Work task:
Transcribe the data exactly, stopping after the "#[derive(Debug)]" line.

Exercise data:
+++

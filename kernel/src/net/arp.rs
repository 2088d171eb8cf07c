//! ARP (Address Resolution Protocol)

use alloc::collections::BTreeMap;
use alloc::vec::Vec;

use super::{MacAddr, Ipv4Addr, ethernet};
use crate::sync::IrqSafeMutex;

const ARP_HTYPE_ETHERNET: u16 = 1;
const ARP_PTYPE_IPV4: u16 = 0x0800;
const ARP_OP_REQUEST: u16 = 1;
const ARP_OP_REPLY: u16 = 2;

/// Cache ARP
static ARP_CACHE: IrqSafeMutex<BTreeMap<u32, MacAddr>> = IrqSafeMutex::new(BTreeMap::new());

/// Pacote ARP parseado
#[derive(Debug)]
pub struct ArpPacket {
    pub htype: u16,
    pub ptype: u16,
    pub hlen: u8,
    pub plen: u8,
    pub oper: u16,
    pub sha: MacAddr,
    pub spa: Ipv4Addr,
    pub tha: MacAddr,
    pub tpa: Ipv4Addr,
}

impl ArpPacket {
    pub fn parse(data: &[u8]) -> Option<Self> {
        if data.len() < 28 {
            return None;
        }

        Some(Self {
            htype: u16::from_be_bytes([data[0], data[1]]),
            ptype: u16::from_be_bytes([data[2], data[3]]),
            hlen: data[4],
            plen: data[5],
            oper: u16::from_be_bytes([data[6], data[7]]),
            sha: MacAddr::from_bytes(&data[8..14]),
            spa: Ipv4Addr::from_bytes(&data[14..18]),
            tha: MacAddr::from_bytes(&data[18..24]),
            tpa: Ipv4Addr::from_bytes(&data[24..28]),
        })
    }

    pub fn to_bytes(&self) -> Vec<u8> {
        let mut buf = Vec::with_capacity(28);
        buf.extend_from_slice(&self.htype.to_be_bytes());
        buf.extend_from_slice(&self.ptype.to_be_bytes());
        buf.push(self.hlen);
        buf.push(self.plen);
        buf.extend_from_slice(&self.oper.to_be_bytes());
        buf.extend_from_slice(&self.sha.0);
        buf.extend_from_slice(&self.spa.0);
        buf.extend_from_slice(&self.tha.0);
        buf.extend_from_slice(&self.tpa.0);
        buf
    }
}

/// Inicializa o subsistema ARP
pub fn init() {
    // Cache começa vazio
}

/// Processa um pacote ARP recebido
pub fn handle_packet(data: &[u8], _eth_frame: &ethernet::EthernetFrame) {
    let Some(arp) = ArpPacket::parse(data) else {
        return;
    };

    // Só processamos Ethernet/IPv4
    if arp.htype != ARP_HTYPE_ETHERNET || arp.ptype != ARP_PTYPE_IPV4 {
        return;
    }

    // Atualiza cache com o sender
    {
        let mut cache = ARP_CACHE.lock();
        cache.insert(arp.spa.to_u32(), arp.sha);
    }

    // Se é um request para nosso IP, responde
    if arp.oper == ARP_OP_REQUEST {
        if let Some(config) = super::config() {
            if arp.tpa == config.ip {
                send_reply(&arp, &config);
            }
        }
    }
}

/// Envia uma resposta ARP
fn send_reply(request: &ArpPacket, config: &super::NetConfig) {
    let reply = ArpPacket {
        htype: ARP_HTYPE_ETHERNET,
        ptype: ARP_PTYPE_IPV4,
        hlen: 6,
        plen: 4,
        oper: ARP_OP_REPLY,
        sha: MacAddr(config.mac),
        spa: config.ip,
        tha: request.sha,
        tpa: request.spa,
    };

    let payload = reply.to_bytes();
    let _ = super::send_ethernet(request.sha, ethernet::ETHERTYPE_ARP, &payload);
}

/// Resolve um IP para MAC (blocking)
pub fn resolve(ip: Ipv4Addr) -> Option<MacAddr> {
    // Broadcast sempre vai para broadcast MAC
    if ip.is_broadcast() {
        return Some(MacAddr::BROADCAST);
    }

    // Verifica cache primeiro
    {
        let cache = ARP_CACHE.lock();
        if let Some(&mac) = cache.get(&ip.to_u32()) {
            return Some(mac);
        }
    }

    // Envia ARP request
    if let Some(config) = super::config() {
        let request = ArpPacket {
            htype: ARP_HTYPE_ETHERNET,
            ptype: ARP_PTYPE_IPV4,
            hlen: 6,
            plen: 4,
            oper: ARP_OP_REQUEST,
            sha: MacAddr(config.mac),
            spa: config.ip,
            tha: MacAddr::ZERO,
            tpa: ip,
        };

        let payload = request.to_bytes();
        let _ = super::send_ethernet(MacAddr::BROADCAST, ethernet::ETHERTYPE_ARP, &payload);

        // Espera resposta (polling simples)
        for _ in 0..1000 {
            super::poll();

            let cache = ARP_CACHE.lock();
            if let Some(&mac) = cache.get(&ip.to_u32()) {
                return Some(mac);
            }
            drop(cache);

            // Pequeno delay
            for _ in 0..10000 {
                core::hint::spin_loop();
            }
        }
    }

    None
}

/// Obtém o MAC do gateway para IPs fora da rede local
pub fn resolve_gateway() -> Option<MacAddr> {
    let config = super::config()?;
    resolve(config.gateway)
}

/// Verifica se um IP está na rede local
pub fn is_local(ip: Ipv4Addr) -> bool {
    if let Some(config) = super::config() {
        let local = config.ip.to_u32() & config.netmask.to_u32();
        let target = ip.to_u32() & config.netmask.to_u32();
        local == target
    } else {
        false
    }
}

/// Resolve o próximo hop para um IP de destino
pub fn resolve_next_hop(dst: Ipv4Addr) -> Option<MacAddr> {
    if is_local(dst) {
        resolve(dst)
    } else {
        resolve_gateway()
    }
}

+++

Solution to this exercise:
filename kernel/src/net/arp.rs
repository 2088d171eb8cf07c
//! ARP (Address Resolution Protocol)

use alloc::collections::BTreeMap;
use alloc::vec::Vec;

use super::{MacAddr, Ipv4Addr, ethernet};
use crate::sync::IrqSafeMutex;

const ARP_HTYPE_ETHERNET: u16 = 1;
const ARP_PTYPE_IPV4: u16 = 0x0800;
const ARP_OP_REQUEST: u16 = 1;
const ARP_OP_REPLY: u16 = 2;

/// Cache ARP
static ARP_CACHE: IrqSafeMutex<BTreeMap<u32, MacAddr>> = IrqSafeMutex::new(BTreeMap::new());

/// Pacote ARP parseado
#[derive(Debug)]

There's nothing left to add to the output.